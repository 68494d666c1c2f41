//! Elasticsearch `/_bulk` sink over HTTP.
//!
//! Uses async reqwest on a runtime owned by the sink, but presents the sync
//! [`BulkSink`] interface expected by flush worker threads.

use std::io;
use std::time::Duration;

use rustc_hash::FxHashMap;
use serde::Deserialize;

use crate::document::Document;
use crate::error::TransportError;
use crate::sink::{BulkReport, BulkSink, ItemFailure};

/// Connect timeout
const CONNECT_TIMEOUT: Duration = Duration::from_secs(30);

/// Longest slice of an error body kept in a transport error message
const ERROR_BODY_LIMIT: usize = 512;

/// Connection settings for [`ElasticsearchSink`]
#[derive(Debug, Clone)]
pub struct ElasticsearchConfig {
    pub host: String,
    pub port: u16,
    /// Prepended to every partition key as `<prefix>-<key>`; empty for none
    pub index_prefix: String,
    /// Per-request timeout
    pub timeout: Duration,
}

impl Default for ElasticsearchConfig {
    fn default() -> Self {
        Self {
            host: "localhost".to_string(),
            port: 9200,
            index_prefix: "heapstats".to_string(),
            timeout: Duration::from_secs(60),
        }
    }
}

impl ElasticsearchConfig {
    pub fn bulk_url(&self) -> String {
        format!("http://{}:{}/_bulk", self.host, self.port)
    }

    /// Index a partition key is routed to.
    pub fn index_name(&self, partition_key: &str) -> String {
        if self.index_prefix.is_empty() {
            partition_key.to_string()
        } else {
            format!("{}-{partition_key}", self.index_prefix)
        }
    }
}

pub struct ElasticsearchSink {
    config: ElasticsearchConfig,
    url: String,
    client: reqwest::Client,
    runtime: tokio::runtime::Runtime,
}

impl std::fmt::Debug for ElasticsearchSink {
    fn fmt(&self, f: &mut std::fmt::Formatter<'_>) -> std::fmt::Result {
        f.debug_struct("ElasticsearchSink")
            .field("url", &self.url)
            .field("index_prefix", &self.config.index_prefix)
            .finish_non_exhaustive()
    }
}

impl ElasticsearchSink {
    pub fn new(config: ElasticsearchConfig) -> Result<Self, TransportError> {
        let client = reqwest::Client::builder()
            .connect_timeout(CONNECT_TIMEOUT)
            .pool_max_idle_per_host(8)
            .build()
            .map_err(|e| TransportError::from_reqwest(&e))?;
        let runtime = tokio::runtime::Builder::new_multi_thread()
            .worker_threads(2)
            .thread_name("hsloader-http")
            .enable_all()
            .build()?;
        let url = config.bulk_url();
        Ok(Self {
            config,
            url,
            client,
            runtime,
        })
    }
}

impl BulkSink for ElasticsearchSink {
    fn submit_batch(&self, documents: &[Document]) -> Result<BulkReport, TransportError> {
        let body = render_bulk_body(documents, |key| self.config.index_name(key))?;

        self.runtime.block_on(async {
            let response = self
                .client
                .post(&self.url)
                .header(reqwest::header::CONTENT_TYPE, "application/x-ndjson")
                .timeout(self.config.timeout)
                .body(body)
                .send()
                .await
                .map_err(|e| TransportError::from_reqwest(&e))?;

            let status = response.status();
            let text = response
                .text()
                .await
                .map_err(|e| TransportError::from_reqwest(&e))?;

            if !status.is_success() {
                return Err(TransportError::Http {
                    status: Some(status.as_u16()),
                    message: truncate(&text, ERROR_BODY_LIMIT).to_string(),
                });
            }
            parse_bulk_response(&text, documents)
        })
    }
}

/// NDJSON bulk body: an action line and a source line per document,
/// each terminated by `\n`.
pub fn render_bulk_body(
    documents: &[Document],
    index_name: impl Fn(&str) -> String,
) -> Result<String, TransportError> {
    let mut payload = Vec::with_capacity(documents.len() * 256);
    for doc in documents {
        let action = serde_json::json!({ "index": { "_index": index_name(doc.partition_key()) } });
        serde_json::to_writer(&mut payload, &action).map_err(io::Error::other)?;
        payload.push(b'\n');
        serde_json::to_writer(&mut payload, doc.body()).map_err(io::Error::other)?;
        payload.push(b'\n');
    }
    String::from_utf8(payload).map_err(|e| TransportError::Io(io::Error::other(e)))
}

#[derive(Debug, Deserialize)]
struct BulkResponseBody {
    #[serde(default)]
    errors: bool,
    #[serde(default)]
    items: Option<Vec<FxHashMap<String, BulkItem>>>,
    /// Request-level failure, e.g. `{"error":{...},"status":400}`
    #[serde(default)]
    error: Option<serde_json::Value>,
    #[serde(default)]
    status: Option<u16>,
}

#[derive(Debug, Deserialize)]
struct BulkItem {
    #[serde(default)]
    status: u16,
    #[serde(default)]
    error: Option<serde_json::Value>,
}

impl BulkItem {
    fn failure_reason(&self) -> Option<String> {
        match &self.error {
            Some(err) => Some(error_reason(err)),
            None if self.status >= 300 => Some(format!("status {}", self.status)),
            None => None,
        }
    }
}

fn error_reason(err: &serde_json::Value) -> String {
    err.get("reason")
        .and_then(|r| r.as_str())
        .map(str::to_string)
        .unwrap_or_else(|| err.to_string())
}

/// Decode a delivered `/_bulk` response into per-document outcomes.
///
/// An unparsable body, a request-level `error` or a body without `items` is
/// a transport failure. Documents without a matching item count as failed,
/// and so does the whole batch when `errors` is set but no item says why.
pub fn parse_bulk_response(
    body: &str,
    documents: &[Document],
) -> Result<BulkReport, TransportError> {
    let parsed: BulkResponseBody = serde_json::from_str(body)
        .map_err(|e| TransportError::MalformedResponse(e.to_string()))?;

    if let Some(err) = &parsed.error {
        return Err(TransportError::Http {
            status: parsed.status,
            message: truncate(&error_reason(err), ERROR_BODY_LIMIT).to_string(),
        });
    }
    let items = parsed
        .items
        .ok_or_else(|| TransportError::MalformedResponse("bulk response has no items".to_string()))?;
    if items.len() != documents.len() {
        log::warn!(
            "bulk response has {} items for {} documents",
            items.len(),
            documents.len()
        );
    }

    let failure = |position: usize, reason: String| ItemFailure {
        position,
        partition_key: documents[position].partition_key().to_string(),
        reason,
    };

    let mut failures: Vec<ItemFailure> = (0..documents.len())
        .filter_map(|position| {
            let reason = match items.get(position) {
                Some(item) => match item.values().next() {
                    Some(result) => result.failure_reason()?,
                    None => "empty bulk response item".to_string(),
                },
                None => "no bulk response item".to_string(),
            };
            Some(failure(position, reason))
        })
        .collect();

    if parsed.errors && failures.is_empty() {
        failures = (0..documents.len())
            .map(|position| {
                failure(
                    position,
                    "bulk response reported errors without a failed item".to_string(),
                )
            })
            .collect();
    }

    Ok(BulkReport {
        total: documents.len(),
        failures,
    })
}

fn truncate(s: &str, max: usize) -> &str {
    if s.len() <= max {
        return s;
    }
    let mut end = max;
    while !s.is_char_boundary(end) {
        end -= 1;
    }
    &s[..end]
}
—————
WHAT IS EXPECTED:
Extract every line of the records above that contains the word "ItemFailure".

RESULT OF THE TASK:
use crate::sink::{BulkReport, BulkSink, ItemFailure};
    let failure = |position: usize, reason: String| ItemFailure {
    let mut failures: Vec<ItemFailure> = (0..documents.len())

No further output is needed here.